How can we reproduce it?
This is observed in a large Upjet-managed environment, for example one with a few hundred SQS Queues.
Root cause
I looked into this a bit and ran a race detector on Upjet itself, it fails with:
==================
WARNING: DATA RACE
Write at 0x000103c39580 by goroutine 82:
github.com/crossplane/upjet/pkg/resource/fake.(*Observable).SetObservation()
/Users/jciolek@alpha-sense.com/25feb/upjet/pkg/resource/fake/terraformed.go:32 +0x3c
github.com/crossplane/upjet/pkg/resource/fake.(*Terraformed).SetObservation()
<autogenerated>:1 +0x20
github.com/crossplane/upjet/pkg/controller.(*terraformPluginSDKExternal).Update()

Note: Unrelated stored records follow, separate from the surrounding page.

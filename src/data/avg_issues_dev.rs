use std::collections::{BTreeMap, BTreeSet};

use tracing::debug;

use crate::data::non_empty;
use crate::error::DashboardResult;
use crate::filter::TicketView;
use crate::tickets::{Bucket, Timeframe};

#[derive(Debug, Clone, PartialEq)]
pub struct BucketAverage {
    pub bucket: Bucket,
    pub tickets: usize,
    pub developers: usize,
    pub average: f64,
}

/// Tickets per distinct assigned developer in each creation bucket.
///
/// Buckets where nobody is assigned have no meaningful average and are left
/// out.
pub fn avg_issues_per_dev(
    view: &TicketView<'_>,
    timeframe: Timeframe,
) -> DashboardResult<Vec<BucketAverage>> {
    view.require_rows()?;

    let mut groups: BTreeMap<Bucket, (usize, BTreeSet<&str>)> = BTreeMap::new();
    for ticket in view.iter() {
        let entry = groups.entry(ticket.created_bucket(timeframe)).or_default();
        entry.0 += 1;
        if let Some(dev) = ticket.assigned_dev.as_deref() {
            entry.1.insert(dev);
        }
    }

    let rows = groups
        .into_iter()
        .filter_map(|(bucket, (tickets, developers))| {
            if developers.is_empty() {
                debug!(%bucket, tickets, "skipping bucket without assigned developers");
                return None;
            }
            Some(BucketAverage {
                bucket,
                tickets,
                developers: developers.len(),
                average: tickets as f64 / developers.len() as f64,
            })
        })
        .collect();

    non_empty(rows)
}

#[cfg(test)]
mod tests {
    use super::*;
    use crate::error::DashboardError;
    use crate::filter::TicketFilter;
    use crate::fixtures::{ticket, utc, with_dev};
    use crate::tickets::{Priority, Ticket};
    use approx::assert_relative_eq;

    fn filter() -> TicketFilter {
        TicketFilter::new(
            utc("2024-01-01 00:00:00"),
            utc("2024-12-31 00:00:00"),
            Priority::ALL.into_iter().collect(),
            ["shopify", "zendesk"].iter().map(|s| s.to_string()).collect(),
        )
    }

    fn dataset() -> Vec<Ticket> {
        vec![
            with_dev(ticket("a", 1, "shopify", "2024-01-02 00:00:00", None), "ana"),
            with_dev(ticket("b", 2, "shopify", "2024-01-03 00:00:00", None), "ana"),
            with_dev(ticket("c", 3, "zendesk", "2024-01-04 00:00:00", None), "bo"),
            ticket("d", 3, "zendesk", "2024-01-05 00:00:00", None),
            ticket("e", 3, "zendesk", "2024-05-05 00:00:00", None),
        ]
    }

    #[test]
    fn divides_ticket_count_by_distinct_developers() {
        let tickets = dataset();
        let rows = avg_issues_per_dev(&filter().apply(&tickets), Timeframe::Month).unwrap();

        assert_eq!(rows.len(), 1);
        assert_eq!(rows[0].bucket.to_string(), "2024-01");
        assert_eq!(rows[0].tickets, 4);
        assert_eq!(rows[0].developers, 2);
        assert_relative_eq!(rows[0].average, 2.0);
    }

    #[test]
    fn recomputing_leaves_base_table_untouched() {
        let tickets = dataset();
        let filter = filter();

        let first = avg_issues_per_dev(&filter.apply(&tickets), Timeframe::Quarter).unwrap();
        let second = avg_issues_per_dev(&filter.apply(&tickets), Timeframe::Quarter).unwrap();

        assert_eq!(first, second);
        assert_eq!(tickets.len(), 5);
        assert_eq!(tickets[3].assigned_dev, None);
    }

    #[test]
    fn unassigned_only_is_empty_result() {
        let tickets = vec![ticket("d", 3, "zendesk", "2024-01-05 00:00:00", None)];
        let err = avg_issues_per_dev(&filter().apply(&tickets), Timeframe::Week).unwrap_err();
        assert!(matches!(err, DashboardError::EmptyResult));
    }
}
pub mod home;
pub mod reports;

#[derive(Debug, Hash, Eq, PartialEq, Clone, Copy)]
pub enum Page {
    Home,
    Reports,
}

impl Page {
    pub fn label(&self) -> &'static str {
        match self {
            Page::Home => "Home",
            Page::Reports => "Reports",
        }
    }
}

/Users/jciolek@alpha-sense.com/25feb/upjet/pkg/controller/external_tfpluginsdk.go:718 +0x530
github.com/crossplane/upjet/pkg/controller.(*terraformPluginSDKAsyncExternal).Update.func1()

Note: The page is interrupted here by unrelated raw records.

use std::fmt;

use chrono::{
    DateTime, Datelike, NaiveDate, NaiveDateTime, NaiveTime, TimeZone, Utc,
};

use crate::error::{DashboardError, DashboardResult};

const NULL_MARKERS: &[&str] = &["", "nan", "null", "none", "nat"];

const OFFSET_FORMATS: &[&str] = &[
    "%Y-%m-%d %H:%M:%S%.f%:z",
    "%Y-%m-%d %H:%M:%S%.f%z",
    "%Y-%m-%dT%H:%M:%S%.f%:z",
    "%Y-%m-%dT%H:%M:%S%.f%z",
];

const NAIVE_DATETIME_FORMATS: &[&str] = &[
    "%Y-%m-%d %H:%M:%S%.f",
    "%Y-%m-%dT%H:%M:%S%.f",
    "%Y-%m-%d %H:%M",
];

const DATE_FORMATS: &[&str] = &["%Y-%m-%d", "%m/%d/%Y"];

#[derive(Debug, Clone, Copy, PartialEq, Eq, PartialOrd, Ord, Hash)]
pub enum Priority {
    Urgent = 1,
    High = 2,
    Normal = 3,
    Low = 4,
}

impl Priority {
    pub const ALL: [Priority; 4] = [
        Priority::Urgent,
        Priority::High,
        Priority::Normal,
        Priority::Low,
    ];

    pub fn from_num(num: i64) -> Option<Self> {
        match num {
            1 => Some(Priority::Urgent),
            2 => Some(Priority::High),
            3 => Some(Priority::Normal),
            4 => Some(Priority::Low),
            _ => None,
        }
    }

    pub fn num(self) -> u8 {
        self as u8
    }

    /// The `priority_text` label paired with `priority_num`.
    pub fn text(self) -> &'static str {
        match self {
            Priority::Urgent => "urgent",
            Priority::High => "high",
            Priority::Normal => "normal",
            Priority::Low => "low",
        }
    }

    pub fn label(self) -> &'static str {
        match self {
            Priority::Urgent => "Urgent",
            Priority::High => "High",
            Priority::Normal => "Normal",
            Priority::Low => "Low",
        }
    }

    /// Urgent and high tickets count as critical.
    pub fn is_critical(self) -> bool {
        self.num() < 3
    }
}

#[derive(Debug, Clone, Copy, PartialEq, Eq, Hash)]
pub enum Status {
    Open,
    Closed,
}

impl Status {
    pub fn parse(raw: &str) -> Option<Self> {
        let value = raw.trim();
        if value.eq_ignore_ascii_case("open") {
            Some(Status::Open)
        } else if value.eq_ignore_ascii_case("closed") {
            Some(Status::Closed)
        } else {
            None
        }
    }

    pub fn label(self) -> &'static str {
        match self {
            Status::Open => "open",
            Status::Closed => "closed",
        }
    }
}

#[derive(Debug, Clone, Copy, PartialEq, Eq, PartialOrd, Ord, Hash)]
pub enum Timeframe {
    Quarter,
    Month,
    Week,
}

impl Timeframe {
    pub const ALL: [Timeframe; 3] = [Timeframe::Quarter, Timeframe::Month, Timeframe::Week];

    pub fn label(self) -> &'static str {
        match self {
            Timeframe::Quarter => "Quarter",
            Timeframe::Month => "Month",
            Timeframe::Week => "Week",
        }
    }

    /// Calendar bucket containing `ts`. Weeks follow ISO 8601 (Monday start,
    /// ISO week-year).
    pub fn bucket(self, ts: &DateTime<Utc>) -> Bucket {
        let (year, index) = match self {
            Timeframe::Quarter => (ts.year(), ts.month0() / 3 + 1),
            Timeframe::Month => (ts.year(), ts.month()),
            Timeframe::Week => {
                let week = ts.iso_week();
                (week.year(), week.week())
            }
        };

        Bucket {
            year,
            index,
            timeframe: self,
        }
    }
}

#[derive(Debug, Clone, Copy, PartialEq, Eq, PartialOrd, Ord, Hash)]
pub struct Bucket {
    year: i32,
    index: u32,
    timeframe: Timeframe,
}

impl fmt::Display for Bucket {
    fn fmt(&self, f: &mut fmt::Formatter<'_>) -> fmt::Result {
        match self.timeframe {
            Timeframe::Quarter => write!(f, "{}-Q{}", self.year, self.index),
            Timeframe::Month => write!(f, "{}-{:02}", self.year, self.index),
            Timeframe::Week => write!(f, "{}-W{:02}", self.year, self.index),
        }
    }
}

#[derive(Debug, Clone, Copy, PartialEq, Eq)]
pub struct Buckets {
    quarter: Bucket,
    month: Bucket,
    week: Bucket,
}

impl Buckets {
    pub fn of(ts: &DateTime<Utc>) -> Self {
        Self {
            quarter: Timeframe::Quarter.bucket(ts),
            month: Timeframe::Month.bucket(ts),
            week: Timeframe::Week.bucket(ts),
        }
    }

    pub fn get(&self, timeframe: Timeframe) -> Bucket {
        match timeframe {
            Timeframe::Quarter => self.quarter,
            Timeframe::Month => self.month,
            Timeframe::Week => self.week,
        }
    }
}

/// Raw field values for one ticket before validation.
#[derive(Debug, Clone, Default)]
pub struct TicketDraft {
    pub name: String,
    pub date_created: Option<DateTime<Utc>>,
    pub date_progress: Option<DateTime<Utc>>,
    pub date_closed: Option<DateTime<Utc>>,
    pub priority_num: Option<i64>,
    pub integration: Option<String>,
    pub assigned_dev: Option<String>,
    pub status: Option<String>,
}

#[derive(Debug, Clone)]
pub struct Ticket {
    pub name: String,
    pub date_created: DateTime<Utc>,
    pub date_progress: Option<DateTime<Utc>>,
    pub date_closed: Option<DateTime<Utc>>,
    pub priority: Priority,
    pub integration: String,
    pub assigned_dev: Option<String>,
    pub status: Status,
    created: Buckets,
    closed: Option<Buckets>,
}

impl Ticket {
    pub fn created_bucket(&self, timeframe: Timeframe) -> Bucket {
        self.created.get(timeframe)
    }

    pub fn closed_bucket(&self, timeframe: Timeframe) -> Option<Bucket> {
        self.closed.map(|buckets| buckets.get(timeframe))
    }

    pub fn is_closed(&self) -> bool {
        self.status == Status::Closed
    }

    /// Hours from creation until the ticket entered progress.
    pub fn waiting_hours(&self) -> Option<f64> {
        self.date_progress
            .map(|progress| hours_between(&self.date_created, &progress))
    }

    /// Hours from entering progress until close.
    pub fn cycle_hours(&self) -> Option<f64> {
        match (self.date_progress, self.date_closed) {
            (Some(progress), Some(closed)) => Some(hours_between(&progress, &closed)),
            _ => None,
        }
    }
}

impl TryFrom<TicketDraft> for Ticket {
    type Error = DashboardError;

    fn try_from(draft: TicketDraft) -> Result<Self, Self::Error> {
        let name = draft.name.trim().to_owned();
        if name.is_empty() {
            return Err(DashboardError::invalid_row("<unnamed>", "missing name"));
        }

        let date_created = draft
            .date_created
            .ok_or_else(|| DashboardError::invalid_row(&name, "missing date_created"))?;

        let priority = draft
            .priority_num
            .and_then(Priority::from_num)
            .ok_or_else(|| {
                DashboardError::invalid_row(
                    &name,
                    format!("priority_num {:?} outside 1-4", draft.priority_num),
                )
            })?;

        let integration = non_blank(draft.integration)
            .map(|value| value.to_lowercase())
            .ok_or_else(|| DashboardError::invalid_row(&name, "missing integration"))?;

        let status = draft
            .status
            .as_deref()
            .and_then(Status::parse)
            .ok_or_else(|| {
                DashboardError::invalid_row(
                    &name,
                    format!("open_closed {:?} is neither open nor closed", draft.status),
                )
            })?;

        if let Some(progress) = draft.date_progress {
            if progress < date_created {
                return Err(DashboardError::invalid_row(
                    &name,
                    "date_progress precedes date_created",
                ));
            }
        }

        if let Some(closed) = draft.date_closed {
            let floor = draft.date_progress.unwrap_or(date_created);
            if closed < floor {
                return Err(DashboardError::invalid_row(
                    &name,
                    "date_closed precedes an earlier lifecycle date",
                ));
            }
        }

        if status == Status::Closed && draft.date_closed.is_none() {
            return Err(DashboardError::invalid_row(
                &name,
                "closed ticket without date_closed",
            ));
        }

        Ok(Self {
            name,
            created: Buckets::of(&date_created),
            closed: draft.date_closed.as_ref().map(Buckets::of),
            date_created,
            date_progress: draft.date_progress,
            date_closed: draft.date_closed,
            priority,
            integration,
            assigned_dev: non_blank(draft.assigned_dev),
            status,
        })
    }
}

/// Parses a raw date cell. Null markers yield `Ok(None)`; naive values are
/// read as UTC.
pub fn parse_date(raw: &str) -> DashboardResult<Option<DateTime<Utc>>> {
    let value = raw.trim();

    if NULL_MARKERS
        .iter()
        .any(|marker| value.eq_ignore_ascii_case(marker))
    {
        return Ok(None);
    }

    if let Ok(ts) = DateTime::parse_from_rfc3339(value) {
        return Ok(Some(ts.with_timezone(&Utc)));
    }

    for format in OFFSET_FORMATS {
        if let Ok(ts) = DateTime::parse_from_str(value, format) {
            return Ok(Some(ts.with_timezone(&Utc)));
        }
    }

    for format in NAIVE_DATETIME_FORMATS {
        if let Ok(ts) = NaiveDateTime::parse_from_str(value, format) {
            return Ok(Some(ts.and_utc()));
        }
    }

    for format in DATE_FORMATS {
        if let Ok(date) = NaiveDate::parse_from_str(value, format) {
            return Ok(Some(start_of_day(date)));
        }
    }

    if value.len() >= 11 && value.bytes().all(|b| b.is_ascii_digit()) {
        if let Some(ts) = value
            .parse::<i64>()
            .ok()
            .and_then(|millis| Utc.timestamp_millis_opt(millis).single())
        {
            return Ok(Some(ts));
        }
    }

    Err(DashboardError::DateParse {
        value: value.to_owned(),
    })
}

pub fn start_of_day(date: NaiveDate) -> DateTime<Utc> {
    date.and_time(NaiveTime::MIN).and_utc()
}

pub fn hours_between(from: &DateTime<Utc>, to: &DateTime<Utc>) -> f64 {
    (*to - *from).num_milliseconds() as f64 / 3_600_000.0
}

fn non_blank(value: Option<String>) -> Option<String> {
    value
        .map(|value| value.trim().to_owned())
        .filter(|value| !value.is_empty() && !NULL_MARKERS.contains(&value.to_lowercase().as_str()))
}

#[cfg(test)]
mod tests {
    use super::*;
    use crate::fixtures::{draft, utc};

    #[test]
    fn parses_common_date_shapes() {
        let expected = utc("2024-01-05 10:30:00");

        assert_eq!(parse_date("2024-01-05T10:30:00Z").unwrap(), Some(expected));
        assert_eq!(
            parse_date("2024-01-05 10:30:00+00:00").unwrap(),
            Some(expected)
        );
        assert_eq!(
            parse_date("2024-01-05 11:30:00.000+01:00").unwrap(),
            Some(expected)
        );
        assert_eq!(
            parse_date("2024-01-05T10:30:00+0000").unwrap(),
            Some(expected)
        );
        assert_eq!(
            parse_date("2024-01-05T12:30:00.5+0200").unwrap(),
            Some(expected + chrono::Duration::milliseconds(500))
        );
        assert_eq!(parse_date("2024-01-05 10:30:00").unwrap(), Some(expected));
        assert_eq!(parse_date("1704450600000").unwrap(), Some(expected));
        assert_eq!(
            parse_date("2024-01-05").unwrap(),
            Some(utc("2024-01-05 00:00:00"))
        );
        assert_eq!(
            parse_date("01/05/2024").unwrap(),
            Some(utc("2024-01-05 00:00:00"))
        );
    }

    #[test]
    fn null_markers_are_not_errors() {
        for raw in ["", "  ", "nan", "NaN", "null", "None", "NaT"] {
            assert_eq!(parse_date(raw).unwrap(), None, "{raw:?}");
        }
    }

    #[test]
    fn garbage_dates_fail_with_date_parse() {
        let err = parse_date("next tuesday").unwrap_err();
        assert!(matches!(err, DashboardError::DateParse { ref value } if value == "next tuesday"));
        assert!(err.is_row_local());
    }

    #[test]
    fn bucket_labels_follow_calendar() {
        let ts = utc("2024-05-15 08:00:00");
        assert_eq!(Timeframe::Quarter.bucket(&ts).to_string(), "2024-Q2");
        assert_eq!(Timeframe::Month.bucket(&ts).to_string(), "2024-05");
        assert_eq!(Timeframe::Week.bucket(&ts).to_string(), "2024-W20");
    }

    #[test]
    fn week_buckets_use_iso_week_year() {
        // Sunday 2023-01-01 belongs to the last ISO week of 2022.
        let ts = utc("2023-01-01 12:00:00");
        assert_eq!(Timeframe::Week.bucket(&ts).to_string(), "2022-W52");

        // Monday 2024-12-30 opens ISO week 1 of 2025.
        let ts = utc("2024-12-30 00:00:00");
        assert_eq!(Timeframe::Week.bucket(&ts).to_string(), "2025-W01");
    }

    #[test]
    fn buckets_sort_chronologically() {
        let mut buckets = vec![
            Timeframe::Month.bucket(&utc("2024-11-01 00:00:00")),
            Timeframe::Month.bucket(&utc("2023-12-01 00:00:00")),
            Timeframe::Month.bucket(&utc("2024-02-01 00:00:00")),
        ];
        buckets.sort();
        let labels: Vec<String> = buckets.iter().map(ToString::to_string).collect();
        assert_eq!(labels, ["2023-12", "2024-02", "2024-11"]);
    }

    #[test]
    fn priority_mapping_is_bijective() {
        for priority in Priority::ALL {
            assert_eq!(Priority::from_num(priority.num() as i64), Some(priority));
        }
        assert_eq!(Priority::from_num(0), None);
        assert_eq!(Priority::from_num(5), None);
        assert!(Priority::High.is_critical());
        assert!(!Priority::Normal.is_critical());
    }

    #[test]
    fn ticket_derives_buckets_and_durations() {
        let mut raw = draft("T-1", 2, "Shopify", "2024-01-05 00:00:00", Some("2024-01-10 00:00:00"));
        raw.date_progress = Some(utc("2024-01-06 12:00:00"));
        let ticket = Ticket::try_from(raw).unwrap();

        assert_eq!(ticket.integration, "shopify");
        assert_eq!(ticket.created_bucket(Timeframe::Month).to_string(), "2024-01");
        assert_eq!(
            ticket.closed_bucket(Timeframe::Week).map(|b| b.to_string()),
            Some("2024-W02".to_owned())
        );
        assert_eq!(ticket.waiting_hours(), Some(36.0));
        assert_eq!(ticket.cycle_hours(), Some(84.0));
    }

    #[test]
    fn closed_ticket_needs_close_date() {
        let mut raw = draft("T-2", 1, "zendesk", "2024-01-05 00:00:00", None);
        raw.status = Some("closed".to_owned());
        let err = Ticket::try_from(raw).unwrap_err();
        assert!(matches!(err, DashboardError::InvalidRow { ref name, .. } if name == "T-2"));
    }

    #[test]
    fn out_of_order_lifecycle_is_rejected() {
        let raw = draft("T-3", 1, "zendesk", "2024-01-05 00:00:00", Some("2024-01-04 00:00:00"));
        assert!(Ticket::try_from(raw).is_err());

        let mut raw = draft("T-4", 1, "zendesk", "2024-01-05 00:00:00", None);
        raw.date_progress = Some(utc("2024-01-01 00:00:00"));
        assert!(Ticket::try_from(raw).is_err());
    }

    #[test]
    fn blank_integration_and_developer_are_treated_as_missing() {
        let mut raw = draft("T-5", 3, "  ", "2024-01-05 00:00:00", None);
        assert!(Ticket::try_from(raw.clone()).is_err());

        raw.integration = Some("xero".to_owned());
        raw.assigned_dev = Some("nan".to_owned());
        let ticket = Ticket::try_from(raw).unwrap();
        assert_eq!(ticket.assigned_dev, None);
    }
}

/Users/jciolek@alpha-sense.com/25feb/upjet/pkg/controller/external_async_tfpluginsdk.go:199 +0x2a0
Previous write at 0x000103c39580 by goroutine 79:
github.com/crossplane/upjet/pkg/resource/fake.(*Observable).SetObservation()
/Users/jciolek@alpha-sense.com/25feb/upjet/pkg/resource/fake/terraformed.go:32 +0x3c
github.com/crossplane/upjet/pkg/resource/fake.(*Terraformed).SetObservation()
<autogenerated>:1 +0x20
github.com/crossplane/upjet/pkg/controller.(*terraformPluginSDKExternal).Create()
/Users/jciolek@alpha-sense.com/25feb/upjet/pkg/controller/external_tfpluginsdk.go:660 +0x5c0
github.com/crossplane/upjet/pkg/controller.(*terraformPluginSDKAsyncExternal).Create.func1()
/Users/jciolek@alpha-sense.com/25feb/upjet/pkg/controller/external_async_tfpluginsdk.go:166 +0x2a0
Goroutine 82 (running) created at:
github.com/crossplane/upjet/pkg/controller.(*terraformPluginSDKAsyncExternal).Update()
/Users/jciolek@alpha-sense.com/25feb/upjet/pkg/controller/external_async_tfpluginsdk.go:178 +0x244
github.com/crossplane/upjet/pkg/controller.TestAsyncTerraformPluginSDKUpdate.func3()
/Users/jciolek@alpha-sense.com/25feb/upjet/pkg/controller/external_async_tfpluginsdk_test.go:286 +0x94
testing.tRunner()
/opt/homebrew/Cellar/go/1.24.0/libexec/src/testing/testing.go:1792 +0x180
testing.(*T).Run.gowrap1()
/opt/homebrew/Cellar/go/1.24.0/libexec/src/testing/testing.go:1851 +0x40
Goroutine 79 (finished) created at:
github.com/crossplane/upjet/pkg/controller.(*terraformPluginSDKAsyncExternal).Create()
/Users/jciolek@alpha-sense.com/25feb/upjet/pkg/controller/external_async_tfpluginsdk.go:145 +0x244
github.com/crossplane/upjet/pkg/controller.TestAsyncTerraformPluginSDKCreate.func3()
/Users/jciolek@alpha-sense.com/25feb/upjet/pkg/controller/external_async_tfpluginsdk_test.go:242 +0x94
testing.tRunner()
/opt/homebrew/Cellar/go/1.24.0/libexec/src/testing/testing.go:1792 +0x180
testing.(*T).Run.gowrap1()
/opt/homebrew/Cellar/go/1.24.0/libexec/src/testing/testing.go:1851 +0x40
==================
--- FAIL: TestConnect (0.00s)
testing.go:1490: race detected during execution of test
It looks like it might be the cause of the problem, where the controller's Create and Update call the SetObservation method concurrently on a vanilla Go map which is not thread safe.
Solution
Introduce synchronization or use a thread-safe data structure like sync.Map.